Every line from the one containing "fn strip_prefix_ci<'a>(line: &'a" to the one containing "let artist = track.primary_artist().to_string();" in the records below, both included, must be set down exactly, and no other line.

Stored data
• • • • • • •

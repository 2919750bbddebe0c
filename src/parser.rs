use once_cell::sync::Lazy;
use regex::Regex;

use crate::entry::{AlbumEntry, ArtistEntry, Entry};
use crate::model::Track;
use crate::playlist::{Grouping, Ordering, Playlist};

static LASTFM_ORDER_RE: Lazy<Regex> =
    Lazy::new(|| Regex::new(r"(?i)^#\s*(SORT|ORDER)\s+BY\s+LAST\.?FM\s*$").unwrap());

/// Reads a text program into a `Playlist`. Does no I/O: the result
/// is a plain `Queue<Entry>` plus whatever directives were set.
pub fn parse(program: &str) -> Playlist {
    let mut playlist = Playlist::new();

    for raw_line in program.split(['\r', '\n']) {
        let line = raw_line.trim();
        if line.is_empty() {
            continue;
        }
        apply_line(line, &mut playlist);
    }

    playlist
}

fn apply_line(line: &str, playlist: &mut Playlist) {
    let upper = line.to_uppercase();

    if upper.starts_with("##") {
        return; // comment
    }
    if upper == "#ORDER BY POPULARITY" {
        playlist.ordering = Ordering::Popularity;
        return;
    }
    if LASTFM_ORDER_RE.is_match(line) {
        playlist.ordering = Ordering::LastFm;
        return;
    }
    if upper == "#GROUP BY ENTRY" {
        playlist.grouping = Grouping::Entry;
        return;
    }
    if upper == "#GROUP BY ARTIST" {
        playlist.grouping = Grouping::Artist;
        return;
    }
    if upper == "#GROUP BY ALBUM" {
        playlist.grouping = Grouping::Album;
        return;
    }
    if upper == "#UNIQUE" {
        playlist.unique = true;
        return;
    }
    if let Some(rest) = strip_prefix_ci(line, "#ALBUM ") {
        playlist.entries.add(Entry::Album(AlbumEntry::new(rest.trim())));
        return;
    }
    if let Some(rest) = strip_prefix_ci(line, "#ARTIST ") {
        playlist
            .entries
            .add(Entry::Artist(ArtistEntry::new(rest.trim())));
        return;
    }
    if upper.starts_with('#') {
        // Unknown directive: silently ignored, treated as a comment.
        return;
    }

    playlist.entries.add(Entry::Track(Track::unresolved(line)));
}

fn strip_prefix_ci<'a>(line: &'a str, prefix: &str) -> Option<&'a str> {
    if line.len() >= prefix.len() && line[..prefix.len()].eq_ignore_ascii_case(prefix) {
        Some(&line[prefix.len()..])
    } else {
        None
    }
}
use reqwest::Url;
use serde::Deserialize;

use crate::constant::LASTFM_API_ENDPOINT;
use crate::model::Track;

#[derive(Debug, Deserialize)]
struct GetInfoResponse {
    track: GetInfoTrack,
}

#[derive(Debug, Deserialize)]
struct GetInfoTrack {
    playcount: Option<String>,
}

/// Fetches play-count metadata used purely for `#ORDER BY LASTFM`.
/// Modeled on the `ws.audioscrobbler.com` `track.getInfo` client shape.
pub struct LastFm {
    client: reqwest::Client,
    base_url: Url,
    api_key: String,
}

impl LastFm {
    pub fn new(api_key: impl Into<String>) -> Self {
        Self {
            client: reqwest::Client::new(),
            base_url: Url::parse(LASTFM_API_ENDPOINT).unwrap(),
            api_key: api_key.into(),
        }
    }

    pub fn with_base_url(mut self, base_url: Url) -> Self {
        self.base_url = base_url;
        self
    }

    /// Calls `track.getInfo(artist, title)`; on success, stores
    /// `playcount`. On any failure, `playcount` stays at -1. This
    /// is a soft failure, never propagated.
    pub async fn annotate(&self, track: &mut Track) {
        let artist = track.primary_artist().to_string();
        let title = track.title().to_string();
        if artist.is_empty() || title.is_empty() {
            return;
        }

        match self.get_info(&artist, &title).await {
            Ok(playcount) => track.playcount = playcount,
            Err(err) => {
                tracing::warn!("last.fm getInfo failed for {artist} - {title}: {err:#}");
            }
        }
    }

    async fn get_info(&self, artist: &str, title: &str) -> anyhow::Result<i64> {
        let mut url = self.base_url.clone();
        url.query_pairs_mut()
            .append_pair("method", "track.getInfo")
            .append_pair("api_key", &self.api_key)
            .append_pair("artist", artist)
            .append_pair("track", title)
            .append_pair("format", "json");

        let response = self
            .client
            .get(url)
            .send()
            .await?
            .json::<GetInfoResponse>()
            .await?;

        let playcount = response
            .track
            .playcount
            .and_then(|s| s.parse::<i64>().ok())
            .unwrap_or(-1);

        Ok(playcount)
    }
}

• • • • • • •

> Problem solution
fn strip_prefix_ci<'a>(line: &'a str, prefix: &str) -> Option<&'a str> {
    if line.len() >= prefix.len() && line[..prefix.len()].eq_ignore_ascii_case(prefix) {
        Some(&line[prefix.len()..])
    } else {
        None
    }
}
use reqwest::Url;
use serde::Deserialize;

use crate::constant::LASTFM_API_ENDPOINT;
use crate::model::Track;

#[derive(Debug, Deserialize)]
struct GetInfoResponse {
    track: GetInfoTrack,
}

#[derive(Debug, Deserialize)]
struct GetInfoTrack {
    playcount: Option<String>,
}

/// Fetches play-count metadata used purely for `#ORDER BY LASTFM`.
/// Modeled on the `ws.audioscrobbler.com` `track.getInfo` client shape.
pub struct LastFm {
    client: reqwest::Client,
    base_url: Url,
    api_key: String,
}

impl LastFm {
    pub fn new(api_key: impl Into<String>) -> Self {
        Self {
            client: reqwest::Client::new(),
            base_url: Url::parse(LASTFM_API_ENDPOINT).unwrap(),
            api_key: api_key.into(),
        }
    }

    pub fn with_base_url(mut self, base_url: Url) -> Self {
        self.base_url = base_url;
        self
    }

    /// Calls `track.getInfo(artist, title)`; on success, stores
    /// `playcount`. On any failure, `playcount` stays at -1. This
    /// is a soft failure, never propagated.
    pub async fn annotate(&self, track: &mut Track) {
        let artist = track.primary_artist().to_string();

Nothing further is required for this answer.